(Work item) Transcribe each record exactly. Include every one.

(Excerpted records)
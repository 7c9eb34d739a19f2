//! One-shot control-plane subcommands: list, create and kill sessions, send.

use agtdesk_core::AgentSession;
use agtdesk_transport::{ControlClient, ControlPlane};

use crate::cli::{ListOpts, NewAgentOpts, NewTerminalOpts, SendOpts};
use crate::config::Settings;

pub fn control_client(settings: &Settings) -> ControlClient {
    ControlClient::new(&settings.control_socket).with_timeout(settings.request_timeout)
}

pub async fn cmd_agents(settings: &Settings, opts: &ListOpts) -> anyhow::Result<()> {
    let agents = control_client(settings).list_agents().await?;
    if opts.json {
        for agent in &agents {
            println!("{}", serde_json::to_string(agent)?);
        }
    } else if agents.is_empty() {
        println!("(no agents)");
    } else {
        print!("{}", format_agents(&agents));
    }
    Ok(())
}

/// Aligned `id  name  working_dir` rows.
pub(crate) fn format_agents(agents: &[AgentSession]) -> String {
    let id_width = agents.iter().map(|a| a.id.len()).max().unwrap_or(0);
    let name_width = agents.iter().map(|a| a.display_name.len()).max().unwrap_or(0);
    agents
        .iter()
        .map(|a| {
            format!(
                "{:<id_width$}  {:<name_width$}  {}\n",
                a.id, a.display_name, a.working_dir
            )
        })
        .collect()
}

pub async fn cmd_new_agent(settings: &Settings, opts: &NewAgentOpts) -> anyhow::Result<()> {
    let agent = control_client(settings)
        .create_agent(&opts.working_dir, opts.name.as_deref())
        .await?;
    println!("{}", agent.id);
    Ok(())
}

pub async fn cmd_kill_agent(settings: &Settings, id: &str) -> anyhow::Result<()> {
    control_client(settings).destroy_agent(id).await?;
    Ok(())
}

pub async fn cmd_send(settings: &Settings, opts: &SendOpts) -> anyhow::Result<()> {
    let text = opts.text.join(" ");
    anyhow::ensure!(!text.trim().is_empty(), "message text is empty");
    control_client(settings)
        .send_agent_message(&opts.agent_id, &text)
        .await?;
    Ok(())
}

pub async fn cmd_new_terminal(settings: &Settings, opts: &NewTerminalOpts) -> anyhow::Result<()> {
    let id = control_client(settings)
        .create_terminal(&opts.working_dir, opts.name.as_deref(), opts.agent.as_deref())
        .await?;
    println!("{id}");
    Ok(())
}

pub async fn cmd_kill_terminal(settings: &Settings, id: &str) -> anyhow::Result<()> {
    control_client(settings).destroy_terminal(id).await?;
    Ok(())
}

#[cfg(test)]
mod tests {
    use super::*;

    #[test]
    fn agents_are_column_aligned() {
        let agents = vec![
            AgentSession {
                id: "a1".into(),
                working_dir: "/w/api".into(),
                display_name: "api".into(),
            },
            AgentSession {
                id: "a10".into(),
                working_dir: "/w/frontend".into(),
                display_name: "frontend".into(),
            },
        ];
        assert_eq!(
            format_agents(&agents),
            "a1   api       /w/api\na10  frontend  /w/frontend\n"
        );
    }
}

(Output for this task)
repository 7c9eb34d739a19f2
//! One-shot control-plane subcommands: list, create and kill sessions, send.

use agtdesk_core::AgentSession;
use agtdesk_transport::{ControlClient, ControlPlane};

use crate::cli::{ListOpts, NewAgentOpts, NewTerminalOpts, SendOpts};
use crate::config::Settings;

pub fn control_client(settings: &Settings) -> ControlClient {
    ControlClient::new(&settings.control_socket).with_timeout(settings.request_timeout)
}

pub async fn cmd_agents(settings: &Settings, opts: &ListOpts) -> anyhow::Result<()> {
    let agents = control_client(settings).list_agents().await?;
    if opts.json {
        for agent in &agents {
            println!("{}", serde_json::to_string(agent)?);
        }
    } else if agents.is_empty() {
        println!("(no agents)");
    } else {
        print!("{}", format_agents(&agents));
    }
    Ok(())
}

/// Aligned `id  name  working_dir` rows.
pub(crate) fn format_agents(agents: &[AgentSession]) -> String {
    let id_width = agents.iter().map(|a| a.id.len()).max().unwrap_or(0);
    let name_width = agents.iter().map(|a| a.display_name.len()).max().unwrap_or(0);
    agents
        .iter()
        .map(|a| {
            format!(
                "{:<id_width$}  {:<name_width$}  {}\n",
                a.id, a.display_name, a.working_dir
            )
        })
        .collect()
}

pub async fn cmd_new_agent(settings: &Settings, opts: &NewAgentOpts) -> anyhow::Result<()> {
    let agent = control_client(settings)
        .create_agent(&opts.working_dir, opts.name.as_deref())
        .await?;
    println!("{}", agent.id);
    Ok(())
}

pub async fn cmd_kill_agent(settings: &Settings, id: &str) -> anyhow::Result<()> {
    control_client(settings).destroy_agent(id).await?;
    Ok(())
}

pub async fn cmd_send(settings: &Settings, opts: &SendOpts) -> anyhow::Result<()> {
    let text = opts.text.join(" ");
    anyhow::ensure!(!text.trim().is_empty(), "message text is empty");
    control_client(settings)
        .send_agent_message(&opts.agent_id, &text)
        .await?;
    Ok(())
}

pub async fn cmd_new_terminal(settings: &Settings, opts: &NewTerminalOpts) -> anyhow::Result<()> {
    let id = control_client(settings)
        .create_terminal(&opts.working_dir, opts.name.as_deref(), opts.agent.as_deref())
        .await?;
    println!("{id}");
    Ok(())
}

pub async fn cmd_kill_terminal(settings: &Settings, id: &str) -> anyhow::Result<()> {
    control_client(settings).destroy_terminal(id).await?;
    Ok(())
}

#[cfg(test)]
mod tests {
    use super::*;

    #[test]
    fn agents_are_column_aligned() {
        let agents = vec![
            AgentSession {
                id: "a1".into(),
                working_dir: "/w/api".into(),
                display_name: "api".into(),
            },
            AgentSession {
                id: "a10".into(),
                working_dir: "/w/frontend".into(),
                display_name: "frontend".into(),
            },
        ];
        assert_eq!(
            format_agents(&agents),
            "a1   api       /w/api\na10  frontend  /w/frontend\n"
        );
    }
}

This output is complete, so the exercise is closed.